Bibel TV
- Country: Germany
- Broadcast area: Europe
- Headquarters: Hamburg, Germany

Programming
- Picture format: 1080i HDTV (downscaled to 576i for the SDTV feed)

History
- Launched: 1 October 2002; 23 years ago

Links
- Website: bibeltv.de

Availability

Terrestrial
- DVB-T2 (Germany): Various; region dependent (HD / FTA)

Streaming media
- bibeltv.de: Watch live

= Bibel TV =

German Christian television channel

Bibel TV is a German Christian TV channel.
The station is on air on 1 October 2002 with a 24 hour program of Christian services and magazines. The station is rued by an ecomenic conglomerat of Christian organisations.

== Owner ==
Bibel TV is owned and operated by a charitable non-profit foundation (Stiftung) based in Hamburg, Germany. Today, the station says it finances itself primarily from donations from its viewers.

A group of 16 shareholders decide on the distribution of the funds. A good half of the shares are owned by the Norman Rentrop Foundation, named after the founder. The Protestant and Catholic churches each hold 12.75 percent through their own media companies. Smaller shareholders are the television arm of the association of Evangelical Free churches (including Baptist, Methodist, Mennonite, Pentecostal, Salvation Army), the German Billy Graham Association, Campus Crusade for Christ in Germany and the German Bible Society (Deutsche Bibelgesellschaft).

The director of Bibel TV is Matthias Brender, following the retirement in February 2013 of the founding director, Henning Röhl.

== History ==
According to their own history, Bible TV goes back to Bonn publisher Norman Rentrop.

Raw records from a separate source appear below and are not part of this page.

//! Version command

use console::style;
use stevedore_convert::tool_version;

pub fn run() {
    println!("{} {}", style("stevedore").bold(), tool_version());
}
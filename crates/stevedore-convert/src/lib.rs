//! Stevedore Convert - compose project to Helm chart generator
//!
//! This crate turns a parsed compose project into the Kubernetes manifests
//! of a Helm chart. Each service is driven by its `stevedore.io/*` labels:
//!
//! | Label                        | Effect                                         |
//! |------------------------------|------------------------------------------------|
//! | `stevedore.io/ports`         | extra container ports, and a Service           |
//! | `stevedore.io/ingress`       | an Ingress guarded by `<svc>.ingress.enabled`  |
//! | `stevedore.io/secrets`       | env vars moved into a Secret                   |
//! | `stevedore.io/map-env`       | literal overrides of env values                |
//! | `stevedore.io/configmap-files` | files embedded in ConfigMaps and mounted     |
//! | `stevedore.io/values`        | env vars exposed in `values.yaml`              |
//! | `stevedore.io/ignore`        | skip the service                               |
//!
//! The pipeline runs in three stages: label interpretation, per-kind
//! builders, then the resolver which links Deployments to the ConfigMaps,
//! Secrets and Services generated for them. Label and file errors abort the
//! affected service only; unknown labels and consistency errors abort the run.
//!
//! # Example
//!
//! ```no_run
//! use std::path::Path;
//! use stevedore_convert::{ConvertOptions, convert_with_options};
//!
//! let options = ConvertOptions {
//!     force: true,
//!     ..Default::default()
//! };
//!
//! let result = convert_with_options(
//!     Path::new("./compose.yaml"),
//!     Path::new("./chart"),
//!     options,
//! ).unwrap();
//!
//! println!("Generated {} manifests", result.resources);
//! for warning in &result.warnings {
//!     println!("{}", warning);
//! }
//! ```

pub mod builders;
pub mod chart;
pub mod converter;
pub mod directives;
pub mod error;
pub mod generator;
pub mod labels;
pub mod naming;
pub mod partition;
pub mod registry;
pub mod resolver;
pub mod resource;
pub mod values;

// Re-exports
pub use chart::{ChartBuilder, ChartTree};
pub use converter::{
    ConversionResult, ConvertOptions, Converter, convert, convert_with_options, tool_version,
};
pub use directives::{Directive, Directives};
pub use error::{
    ConversionWarning, ConvertError, Result, ServiceFailure, WarningCategory, WarningSeverity,
};
pub use generator::{GenerationOutput, Generator};
pub use labels::{LabelKind, suggest_label};
pub use partition::{EnvBucket, EnvPartition};
pub use resource::{Manifest, Resource, ResourceKind};
pub use values::ChartValues;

He claims to have found a Bible in a hotel room in Baden-Baden in 1990, which inspired him so much that he read it every day in the future. While watching a Hollywood film adaptation of the Gospel of Luke, he finally came up with the idea of founding a TV station that would spread the biblical message.

In 2001 he launched the Bible TV channel and provided almost seven million euros in start-up funding. The channel went on air on October 1, 2002 under the direction of former MDR program director Henning Röhl.

== Program ==
Bible TV's content is predominantly in the conservative Christian spectrum. In addition to talk shows, documentaries and church services, the program consists of Christian films and series, most of them third-party productions.

== Critics ==
Critics complain that Bibel TV conveys a backwards image of women and families.

In 2020, the church union filed a criminal complaint against the Bible TV managing director for preventing a works council election. Two employees who had campaigned for the establishment of a works council had previously been dismissed. Lawsuits filed by the two affected employees against their dismissals ended in settlements.

== Distribution ==
Bibel TV is distributed via digital satellite (Astra satellites), most digital cable providers in Germany, Austria and Switzerland, a number of analogue cable systems and on terrestrial DVB-T2 throughout Germany as well as on the web by continuous streaming on Bibel TV's website.